**STORED DATA**.
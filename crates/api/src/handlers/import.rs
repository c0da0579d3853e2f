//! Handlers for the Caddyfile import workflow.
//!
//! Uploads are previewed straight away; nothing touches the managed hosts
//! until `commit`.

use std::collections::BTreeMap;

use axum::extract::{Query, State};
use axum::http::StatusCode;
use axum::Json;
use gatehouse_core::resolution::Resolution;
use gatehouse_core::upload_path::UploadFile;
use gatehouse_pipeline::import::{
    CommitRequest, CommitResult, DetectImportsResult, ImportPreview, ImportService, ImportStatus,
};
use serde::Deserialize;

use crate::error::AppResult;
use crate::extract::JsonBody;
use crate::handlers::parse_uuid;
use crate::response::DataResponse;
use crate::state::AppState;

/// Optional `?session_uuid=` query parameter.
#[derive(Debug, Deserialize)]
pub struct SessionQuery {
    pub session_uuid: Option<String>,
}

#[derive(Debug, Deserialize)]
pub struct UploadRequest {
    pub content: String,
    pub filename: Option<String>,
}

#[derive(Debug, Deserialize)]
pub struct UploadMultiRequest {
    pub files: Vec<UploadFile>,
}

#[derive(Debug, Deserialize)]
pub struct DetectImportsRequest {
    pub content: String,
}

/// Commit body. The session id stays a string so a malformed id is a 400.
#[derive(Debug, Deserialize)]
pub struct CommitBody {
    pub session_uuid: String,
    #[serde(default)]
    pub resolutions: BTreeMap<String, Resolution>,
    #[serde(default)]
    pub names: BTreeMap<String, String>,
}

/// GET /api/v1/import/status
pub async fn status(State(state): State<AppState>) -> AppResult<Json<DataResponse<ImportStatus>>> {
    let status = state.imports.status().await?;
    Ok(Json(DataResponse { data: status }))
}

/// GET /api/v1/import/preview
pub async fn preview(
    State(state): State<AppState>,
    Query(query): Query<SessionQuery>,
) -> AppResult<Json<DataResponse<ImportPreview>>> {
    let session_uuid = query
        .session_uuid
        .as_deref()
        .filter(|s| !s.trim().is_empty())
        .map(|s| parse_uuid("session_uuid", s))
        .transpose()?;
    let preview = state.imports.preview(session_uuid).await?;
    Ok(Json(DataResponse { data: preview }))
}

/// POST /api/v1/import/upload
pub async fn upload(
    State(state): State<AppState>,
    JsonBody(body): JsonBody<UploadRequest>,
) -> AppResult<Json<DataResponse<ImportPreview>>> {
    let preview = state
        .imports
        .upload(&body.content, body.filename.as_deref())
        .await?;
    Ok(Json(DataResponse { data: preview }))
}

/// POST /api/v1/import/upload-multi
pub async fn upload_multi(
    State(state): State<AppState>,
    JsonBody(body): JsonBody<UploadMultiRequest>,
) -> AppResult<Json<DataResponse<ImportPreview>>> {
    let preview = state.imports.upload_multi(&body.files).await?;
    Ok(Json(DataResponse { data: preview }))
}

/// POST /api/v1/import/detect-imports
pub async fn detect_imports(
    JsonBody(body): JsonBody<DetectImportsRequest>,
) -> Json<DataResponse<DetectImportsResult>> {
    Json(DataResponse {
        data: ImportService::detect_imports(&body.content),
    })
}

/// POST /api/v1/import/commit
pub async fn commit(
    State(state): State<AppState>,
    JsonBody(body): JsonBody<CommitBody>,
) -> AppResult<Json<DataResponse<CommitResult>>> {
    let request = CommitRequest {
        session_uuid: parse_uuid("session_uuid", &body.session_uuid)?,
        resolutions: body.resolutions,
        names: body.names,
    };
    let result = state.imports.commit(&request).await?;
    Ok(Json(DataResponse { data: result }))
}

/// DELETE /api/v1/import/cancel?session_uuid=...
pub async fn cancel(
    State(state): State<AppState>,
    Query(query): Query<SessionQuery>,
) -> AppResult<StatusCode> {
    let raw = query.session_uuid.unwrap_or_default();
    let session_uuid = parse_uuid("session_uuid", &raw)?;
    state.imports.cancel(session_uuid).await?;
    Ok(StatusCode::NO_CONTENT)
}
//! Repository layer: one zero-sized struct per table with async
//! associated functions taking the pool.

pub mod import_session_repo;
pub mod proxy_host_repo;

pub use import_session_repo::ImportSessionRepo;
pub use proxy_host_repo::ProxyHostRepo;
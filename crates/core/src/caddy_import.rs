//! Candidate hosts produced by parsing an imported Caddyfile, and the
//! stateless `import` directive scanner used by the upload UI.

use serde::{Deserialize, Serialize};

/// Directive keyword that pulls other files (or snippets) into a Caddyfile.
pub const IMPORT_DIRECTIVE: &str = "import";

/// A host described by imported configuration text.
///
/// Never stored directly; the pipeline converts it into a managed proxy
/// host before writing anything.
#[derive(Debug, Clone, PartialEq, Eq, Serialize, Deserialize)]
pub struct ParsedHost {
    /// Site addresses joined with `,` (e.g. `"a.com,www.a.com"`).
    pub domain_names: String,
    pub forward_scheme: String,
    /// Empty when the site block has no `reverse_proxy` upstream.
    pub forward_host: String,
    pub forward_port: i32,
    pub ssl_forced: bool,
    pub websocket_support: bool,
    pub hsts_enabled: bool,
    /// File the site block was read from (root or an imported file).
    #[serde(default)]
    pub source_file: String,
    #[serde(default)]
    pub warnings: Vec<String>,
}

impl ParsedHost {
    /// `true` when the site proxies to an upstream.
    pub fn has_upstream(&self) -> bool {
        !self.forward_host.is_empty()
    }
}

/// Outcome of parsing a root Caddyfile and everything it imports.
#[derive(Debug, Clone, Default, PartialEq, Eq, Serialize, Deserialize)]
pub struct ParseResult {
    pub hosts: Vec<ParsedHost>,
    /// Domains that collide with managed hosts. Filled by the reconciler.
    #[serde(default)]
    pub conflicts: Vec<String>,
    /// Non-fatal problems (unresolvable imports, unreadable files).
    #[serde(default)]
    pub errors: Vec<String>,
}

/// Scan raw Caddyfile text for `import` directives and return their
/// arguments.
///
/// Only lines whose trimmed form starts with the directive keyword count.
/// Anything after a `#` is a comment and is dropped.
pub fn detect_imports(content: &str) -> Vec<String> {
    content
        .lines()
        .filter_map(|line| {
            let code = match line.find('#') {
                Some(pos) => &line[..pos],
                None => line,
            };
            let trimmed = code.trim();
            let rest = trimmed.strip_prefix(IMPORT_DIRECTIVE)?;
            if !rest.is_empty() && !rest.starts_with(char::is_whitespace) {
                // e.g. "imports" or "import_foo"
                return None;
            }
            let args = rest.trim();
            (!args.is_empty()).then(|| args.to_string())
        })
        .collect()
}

**WORK REQUIRED**.
From the data above, gather every line that includes the word "StatusCode".

**EXERCISE SOLUTION**.
use axum::http::StatusCode;
) -> AppResult<StatusCode> {
    Ok(StatusCode::NO_CONTENT)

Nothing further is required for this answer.